# What you have to do:
Write out exactly what each line says, starting with the first line below and ending on the one with "use tokio_stream::wrappers::ReceiverStream;".

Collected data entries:
//! Engine client backed by the `claude` CLI.
//!
//! Each invocation spawns `claude -p <prompt> --output-format stream-json`
//! and parses one JSON event per stdout line. Unrecognized lines are skipped
//! so protocol additions never kill a turn. Cancelling the supplied token
//! kills the child process and ends the stream with
//! [`EngineError::Cancelled`].

use std::process::Stdio;

use async_trait::async_trait;
use serde::Deserialize;
use tokio::io::{AsyncBufReadExt, AsyncReadExt, BufReader};
use tokio::process::Command;
use tokio::sync::mpsc;
use tokio_stream::wrappers::ReceiverStream;

use crate::engine::{ContentBlock, EngineClient, EngineEvent, EventStream, InvokeOptions};
use crate::error::EngineError;

/// How many buffered events the reader may run ahead of the consumer.
const EVENT_CHANNEL_CAPACITY: usize = 64;

/// Engine client that shells out to the Claude Code CLI.
pub struct ClaudeCodeEngine {
    binary: String,
}

impl ClaudeCodeEngine {
    /// Create a client using the given binary name or path.
    pub fn new(binary: impl Into<String>) -> Self {
        Self {
            binary: binary.into(),
        }
    }

    fn build_command(&self, prompt: &str, opts: &InvokeOptions) -> Command {
        let mut cmd = Command::new(&self.binary);
        cmd.arg("-p")
            .arg(prompt)
            .arg("--output-format")
            .arg("stream-json")
            .arg("--verbose");

        if let Some(token) = &opts.resume_token {
            cmd.arg("--resume").arg(token);
        } else if opts.continue_most_recent {
            cmd.arg("--continue");
        }
        if opts.skip_approvals {
            cmd.arg("--dangerously-skip-permissions");
        }

        cmd.current_dir(&opts.cwd)
            .stdin(Stdio::null())
            .stdout(Stdio::piped())
            .stderr(Stdio::piped())
            .kill_on_drop(true);
        cmd
    }
}

#[async_trait]
impl EngineClient for ClaudeCodeEngine {
    async fn invoke(&self, prompt: &str, opts: InvokeOptions) -> Result<EventStream, EngineError> {
        let mut child = self
            .build_command(prompt, &opts)
            .spawn()
            .map_err(EngineError::Spawn)?;

        let stdout = child.stdout.take().ok_or_else(|| {
            EngineError::Stream("engine child has no stdout handle".to_string())
        })?;
        let stderr = child.stderr.take();

        let (tx, rx) = mpsc::channel(EVENT_CHANNEL_CAPACITY);
        let cancel = opts.cancel.clone();

        tokio::spawn(async move {
            let mut lines = BufReader::new(stdout).lines();
            let mut completed = false;

            loop {
                tokio::select! {
                    _ = cancel.cancelled() => {
                        if let Err(e) = child.start_kill() {
                            tracing::debug!("Failed to kill engine child: {}", e);
                        }
                        let _ = child.wait().await;
                        let _ = tx.send(Err(EngineError::Cancelled)).await;
                        return;
                    }
                    line = lines.next_line() => match line {
                        Ok(Some(line)) => {
                            let trimmed = line.trim();
                            if trimmed.is_empty() {
                                continue;
                            }
                            match parse_line(trimmed) {
                                Some(Ok(event)) => {
                                    if matches!(event, EngineEvent::Completed { .. }) {
                                        completed = true;
                                    }
                                    if tx.send(Ok(event)).await.is_err() {
                                        // Consumer gone; stop reading.
                                        let _ = child.start_kill();
                                        let _ = child.wait().await;
                                        return;
                                    }
                                }
                                Some(Err(e)) => {
                                    let _ = tx.send(Err(e)).await;
                                    // Stop reading here; kill so a child that
                                    // keeps writing cannot block on the pipe.
                                    let _ = child.start_kill();
                                    let _ = child.wait().await;
                                    return;
                                }
                                None => {
                                    tracing::trace!("Ignoring unrecognized engine line: {}", trimmed);
                                }
                            }
                        }
                        Ok(None) => break,
                        Err(e) => {
                            let _ = tx
                                .send(Err(EngineError::Stream(format!(
                                    "failed to read engine output: {e}"
                                ))))
                                .await;
                            let _ = child.start_kill();
                            let _ = child.wait().await;
                            return;
                        }
                    }
                }
            }

            // Stdout closed; reconcile with the exit status.
            let status = match child.wait().await {
                Ok(status) => status,
                Err(e) => {
                    let _ = tx
                        .send(Err(EngineError::Stream(format!(
                            "failed to await engine exit: {e}"
                        ))))
                        .await;
                    return;
                }
            };

            if !status.success() && !completed {
                let mut detail = String::new();
                if let Some(mut stderr) = stderr {
                    let mut buf = String::new();
                    if stderr.read_to_string(&mut buf).await.is_ok() {
                        detail = tail(&buf, 500);
                    }
                }
                let _ = tx
                    .send(Err(EngineError::Exited {
                        status: status.to_string(),
                        detail,
                    }))
                    .await;
            }
        });

        Ok(Box::pin(ReceiverStream::new(rx)))
    }
}

/// Raw stream-json event shape. Fields not needed here are simply absent.
#[derive(Debug, Deserialize)]
struct RawEvent {
    #[serde(rename = "type")]
    kind: String,
    subtype: Option<String>,
    session_id: Option<String>,
    message: Option<RawMessage>,
    total_cost_usd: Option<f64>,
    is_error: Option<bool>,
    result: Option<String>,
}

#[derive(Debug, Deserialize)]
struct RawMessage {
    #[serde(default)]
    content: Vec<RawBlock>,
}

#[derive(Debug, Deserialize)]
struct RawBlock {
    #[serde(rename = "type")]
    kind: String,
    text: Option<String>,
    name: Option<String>,
    input: Option<serde_json::Value>,
}

/// Parse one stdout line into an engine event.
///
/// Returns `None` for lines that parse as JSON but carry nothing we track
/// (user echoes, tool results) and for lines that don't parse at all.
fn parse_line(line: &str) -> Option<Result<EngineEvent, EngineError>> {
    let raw: RawEvent = match serde_json::from_str(line) {
        Ok(raw) => raw,
        Err(e) => {
            tracing::debug!("Malformed engine event skipped: {}", e);
            return None;
        }
    };

    match raw.kind.as_str() {
        "system" if raw.subtype.as_deref() == Some("init") => {
            raw.session_id.map(|session_id| Ok(EngineEvent::Init { session_id }))
        }
        "assistant" => {
            let blocks: Vec<ContentBlock> = raw
                .message?
                .content
                .into_iter()
                .filter_map(|block| match block.kind.as_str() {
                    "text" => block.text.map(ContentBlock::Text),
                    "tool_use" => Some(ContentBlock::ToolUse {
                        name: block.name.unwrap_or_else(|| "unknown".to_string()),
                        input: block.input.unwrap_or(serde_json::Value::Null),
                    }),
                    _ => None,
                })
                .collect();
            if blocks.is_empty() {
                None
            } else {
                Some(Ok(EngineEvent::Assistant(blocks)))
            }
        }
        "result" => {
            if raw.is_error == Some(true) {
                let detail = raw
                    .result
                    .unwrap_or_else(|| "engine reported an error result".to_string());
                Some(Err(EngineError::Stream(detail)))
            } else {
                Some(Ok(EngineEvent::Completed {
                    session_id: raw.session_id,
                    cost_usd: raw.total_cost_usd,
                }))
            }
        }
        _ => None,
    }
}

/// Last `max` characters of a string, on a char boundary.
fn tail(s: &str, max: usize) -> String {
    let trimmed = s.trim();
    let count = trimmed.chars().count();
    if count <= max {
        trimmed.to_string()
    } else {
        trimmed.chars().skip(count - max).collect()
    }
}

#[cfg(test)]
mod tests {
    use super::*;

    #[test]
    fn parses_system_init() {
        let line = r#"{"type":"system","subtype":"init","session_id":"abc-123"}"#;
        assert_eq!(
            parse_line(line).unwrap().unwrap(),
            EngineEvent::Init {
                session_id: "abc-123".to_string()
            }
        );
    }

    #[test]
    fn parses_assistant_text_and_tool_use() {
        let line = r#"{"type":"assistant","message":{"content":[
            {"type":"text","text":"hello"},
            {"type":"tool_use","name":"Read","input":{"file_path":"src/main.rs"}}
        ]},"session_id":"abc"}"#;
        let event = parse_line(line).unwrap().unwrap();
        match event {
            EngineEvent::Assistant(blocks) => {
                assert_eq!(blocks.len(), 2);
                assert_eq!(blocks[0], ContentBlock::Text("hello".to_string()));
                match &blocks[1] {
                    ContentBlock::ToolUse { name, input } => {
                        assert_eq!(name, "Read");
                        assert_eq!(input["file_path"], "src/main.rs");
                    }
                    other => panic!("expected tool_use, got {other:?}"),
                }
            }
            other => panic!("expected assistant event, got {other:?}"),
        }
    }

    #[test]
    fn parses_successful_result() {
        let line = r#"{"type":"result","subtype":"success","session_id":"abc","total_cost_usd":0.042}"#;
        assert_eq!(
            parse_line(line).unwrap().unwrap(),
            EngineEvent::Completed {
                session_id: Some("abc".to_string()),
                cost_usd: Some(0.042),
            }
        );
    }

    #[test]
    fn error_result_becomes_stream_error() {
        let line = r#"{"type":"result","subtype":"error","is_error":true,"result":"boom"}"#;
        match parse_line(line).unwrap() {
            Err(EngineError::Stream(msg)) => assert_eq!(msg, "boom"),
            other => panic!("expected stream error, got {other:?}"),
        }
    }

    #[test]
    fn unknown_event_types_are_skipped() {
        assert!(parse_line(r#"{"type":"user","message":{"content":[]}}"#).is_none());
        assert!(parse_line(r#"{"type":"future_thing","payload":1}"#).is_none());
    }

    #[test]
    fn malformed_lines_are_skipped() {
        assert!(parse_line("not json at all").is_none());
        assert!(parse_line(r#"{"type":42}"#).is_none());
    }

    #[test]
    fn assistant_with_no_tracked_blocks_is_skipped() {
        let line = r#"{"type":"assistant","message":{"content":[{"type":"thinking","thinking":"..."}]}}"#;
        assert!(parse_line(line).is_none());
    }

    #[test]
    fn tail_truncates_from_the_front() {
        assert_eq!(tail("abcdef", 3), "def");
        assert_eq!(tail("ab", 3), "ab");
    }
}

# Written response:
//! Engine client backed by the `claude` CLI.
//!
//! Each invocation spawns `claude -p <prompt> --output-format stream-json`
//! and parses one JSON event per stdout line. Unrecognized lines are skipped
//! so protocol additions never kill a turn. Cancelling the supplied token
//! kills the child process and ends the stream with
//! [`EngineError::Cancelled`].

use std::process::Stdio;

use async_trait::async_trait;
use serde::Deserialize;
use tokio::io::{AsyncBufReadExt, AsyncReadExt, BufReader};
use tokio::process::Command;
use tokio::sync::mpsc;
use tokio_stream::wrappers::ReceiverStream;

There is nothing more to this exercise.